PROVIDED INFORMATION Start Marker

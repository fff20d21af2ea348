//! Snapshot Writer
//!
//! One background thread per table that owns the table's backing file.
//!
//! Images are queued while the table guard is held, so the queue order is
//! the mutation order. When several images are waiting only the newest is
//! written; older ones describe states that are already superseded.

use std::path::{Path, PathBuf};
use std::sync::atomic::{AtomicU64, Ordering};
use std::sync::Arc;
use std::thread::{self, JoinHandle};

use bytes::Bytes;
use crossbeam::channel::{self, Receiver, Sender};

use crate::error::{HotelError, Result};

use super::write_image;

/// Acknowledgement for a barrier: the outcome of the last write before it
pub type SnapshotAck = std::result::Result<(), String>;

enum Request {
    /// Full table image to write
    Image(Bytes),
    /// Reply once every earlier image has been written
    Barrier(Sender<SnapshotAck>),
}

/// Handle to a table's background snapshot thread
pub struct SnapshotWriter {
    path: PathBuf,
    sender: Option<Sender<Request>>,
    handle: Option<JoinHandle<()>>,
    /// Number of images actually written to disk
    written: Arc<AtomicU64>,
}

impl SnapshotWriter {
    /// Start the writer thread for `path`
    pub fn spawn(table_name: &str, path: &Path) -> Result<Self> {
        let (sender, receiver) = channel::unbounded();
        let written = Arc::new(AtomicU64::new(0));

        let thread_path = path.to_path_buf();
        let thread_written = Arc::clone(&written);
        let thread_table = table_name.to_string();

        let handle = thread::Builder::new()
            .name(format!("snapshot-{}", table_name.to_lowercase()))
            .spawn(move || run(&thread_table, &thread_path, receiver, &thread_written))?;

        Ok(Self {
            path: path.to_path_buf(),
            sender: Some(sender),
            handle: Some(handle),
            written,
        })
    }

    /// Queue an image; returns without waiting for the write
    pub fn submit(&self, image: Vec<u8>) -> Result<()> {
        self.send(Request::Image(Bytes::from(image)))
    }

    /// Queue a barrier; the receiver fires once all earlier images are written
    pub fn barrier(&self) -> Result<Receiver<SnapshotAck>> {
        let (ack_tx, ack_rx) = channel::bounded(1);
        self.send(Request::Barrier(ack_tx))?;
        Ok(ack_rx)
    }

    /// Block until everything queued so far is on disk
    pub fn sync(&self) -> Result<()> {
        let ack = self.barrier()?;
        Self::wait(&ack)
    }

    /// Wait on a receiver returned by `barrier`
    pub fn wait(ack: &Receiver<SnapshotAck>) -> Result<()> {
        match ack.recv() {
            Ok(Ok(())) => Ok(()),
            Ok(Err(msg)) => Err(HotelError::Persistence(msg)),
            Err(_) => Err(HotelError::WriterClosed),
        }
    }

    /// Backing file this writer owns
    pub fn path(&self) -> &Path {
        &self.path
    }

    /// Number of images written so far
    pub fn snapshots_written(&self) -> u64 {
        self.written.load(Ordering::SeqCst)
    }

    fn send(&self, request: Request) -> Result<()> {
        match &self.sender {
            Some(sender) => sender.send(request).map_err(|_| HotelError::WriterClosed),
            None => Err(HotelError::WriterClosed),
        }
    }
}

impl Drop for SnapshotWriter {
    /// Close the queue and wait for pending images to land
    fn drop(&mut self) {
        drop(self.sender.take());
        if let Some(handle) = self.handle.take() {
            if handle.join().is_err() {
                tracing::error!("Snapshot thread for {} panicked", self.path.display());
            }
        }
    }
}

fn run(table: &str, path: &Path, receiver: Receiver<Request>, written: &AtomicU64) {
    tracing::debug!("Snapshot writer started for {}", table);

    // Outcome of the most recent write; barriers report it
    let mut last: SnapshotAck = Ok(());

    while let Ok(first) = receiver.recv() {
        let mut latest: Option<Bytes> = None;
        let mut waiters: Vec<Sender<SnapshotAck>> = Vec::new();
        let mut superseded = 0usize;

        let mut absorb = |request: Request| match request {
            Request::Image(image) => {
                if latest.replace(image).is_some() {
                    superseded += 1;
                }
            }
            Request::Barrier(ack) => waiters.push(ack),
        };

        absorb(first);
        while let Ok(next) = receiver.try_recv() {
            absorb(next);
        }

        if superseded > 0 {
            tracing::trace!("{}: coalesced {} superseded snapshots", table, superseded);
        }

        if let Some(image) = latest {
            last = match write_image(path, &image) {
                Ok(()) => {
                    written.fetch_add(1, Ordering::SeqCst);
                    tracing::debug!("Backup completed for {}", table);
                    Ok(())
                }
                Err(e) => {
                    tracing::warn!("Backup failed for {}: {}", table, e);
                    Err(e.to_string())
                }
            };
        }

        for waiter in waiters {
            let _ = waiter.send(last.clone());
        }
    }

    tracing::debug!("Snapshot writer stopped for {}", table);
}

PROVIDED INFORMATION End Marker
PROVIDED INFORMATION Start Marker

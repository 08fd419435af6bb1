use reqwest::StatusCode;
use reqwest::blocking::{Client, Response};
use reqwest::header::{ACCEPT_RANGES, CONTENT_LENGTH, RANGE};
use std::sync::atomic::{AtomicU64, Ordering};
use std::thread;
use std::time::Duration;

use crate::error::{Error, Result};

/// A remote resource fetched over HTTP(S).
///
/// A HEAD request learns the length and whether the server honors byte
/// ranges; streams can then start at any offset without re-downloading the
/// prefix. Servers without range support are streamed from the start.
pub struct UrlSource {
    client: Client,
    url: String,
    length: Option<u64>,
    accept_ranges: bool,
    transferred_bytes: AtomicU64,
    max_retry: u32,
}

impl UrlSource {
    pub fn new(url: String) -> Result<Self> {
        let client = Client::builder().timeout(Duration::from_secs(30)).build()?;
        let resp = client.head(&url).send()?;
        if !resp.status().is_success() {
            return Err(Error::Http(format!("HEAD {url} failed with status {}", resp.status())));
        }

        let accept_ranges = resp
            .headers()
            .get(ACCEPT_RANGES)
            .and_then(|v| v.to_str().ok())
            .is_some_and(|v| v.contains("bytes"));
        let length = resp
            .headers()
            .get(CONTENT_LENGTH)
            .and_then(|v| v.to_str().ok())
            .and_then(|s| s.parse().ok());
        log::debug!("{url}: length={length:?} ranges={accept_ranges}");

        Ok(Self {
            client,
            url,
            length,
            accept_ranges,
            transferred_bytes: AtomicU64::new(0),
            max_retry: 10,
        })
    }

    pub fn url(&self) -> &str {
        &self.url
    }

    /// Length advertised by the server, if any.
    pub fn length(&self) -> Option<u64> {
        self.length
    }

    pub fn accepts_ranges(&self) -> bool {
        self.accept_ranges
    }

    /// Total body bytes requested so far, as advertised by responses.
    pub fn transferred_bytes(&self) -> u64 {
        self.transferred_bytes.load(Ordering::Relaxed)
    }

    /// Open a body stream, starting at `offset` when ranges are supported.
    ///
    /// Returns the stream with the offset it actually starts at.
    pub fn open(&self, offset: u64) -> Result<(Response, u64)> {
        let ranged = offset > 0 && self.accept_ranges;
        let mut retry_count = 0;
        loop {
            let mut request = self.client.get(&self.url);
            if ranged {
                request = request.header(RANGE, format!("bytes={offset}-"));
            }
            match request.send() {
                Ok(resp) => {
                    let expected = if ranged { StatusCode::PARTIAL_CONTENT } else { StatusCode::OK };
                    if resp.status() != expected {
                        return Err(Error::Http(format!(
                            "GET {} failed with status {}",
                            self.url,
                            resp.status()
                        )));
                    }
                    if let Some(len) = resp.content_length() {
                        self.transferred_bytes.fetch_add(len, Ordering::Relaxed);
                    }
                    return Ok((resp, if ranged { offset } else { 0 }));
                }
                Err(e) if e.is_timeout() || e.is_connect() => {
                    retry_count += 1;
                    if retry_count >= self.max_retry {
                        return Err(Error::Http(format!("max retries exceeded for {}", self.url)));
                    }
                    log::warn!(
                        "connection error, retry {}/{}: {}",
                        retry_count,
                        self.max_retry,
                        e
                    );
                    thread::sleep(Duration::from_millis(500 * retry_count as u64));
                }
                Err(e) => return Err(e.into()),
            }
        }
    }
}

PROVIDED INFORMATION End Marker

BRIEF.
Starting at the line above that contains "repository fff20d21af2ea348", write out each line exactly until the line that contains "let written = Arc::new(AtomicU64::new(0));" has been written, and stop there.

SOLUTION FOR THIS PROBLEM.
repository fff20d21af2ea348
//! Snapshot Writer
//!
//! One background thread per table that owns the table's backing file.
//!
//! Images are queued while the table guard is held, so the queue order is
//! the mutation order. When several images are waiting only the newest is
//! written; older ones describe states that are already superseded.

use std::path::{Path, PathBuf};
use std::sync::atomic::{AtomicU64, Ordering};
use std::sync::Arc;
use std::thread::{self, JoinHandle};

use bytes::Bytes;
use crossbeam::channel::{self, Receiver, Sender};

use crate::error::{HotelError, Result};

use super::write_image;

/// Acknowledgement for a barrier: the outcome of the last write before it
pub type SnapshotAck = std::result::Result<(), String>;

enum Request {
    /// Full table image to write
    Image(Bytes),
    /// Reply once every earlier image has been written
    Barrier(Sender<SnapshotAck>),
}

/// Handle to a table's background snapshot thread
pub struct SnapshotWriter {
    path: PathBuf,
    sender: Option<Sender<Request>>,
    handle: Option<JoinHandle<()>>,
    /// Number of images actually written to disk
    written: Arc<AtomicU64>,
}

impl SnapshotWriter {
    /// Start the writer thread for `path`
    pub fn spawn(table_name: &str, path: &Path) -> Result<Self> {
        let (sender, receiver) = channel::unbounded();
        let written = Arc::new(AtomicU64::new(0));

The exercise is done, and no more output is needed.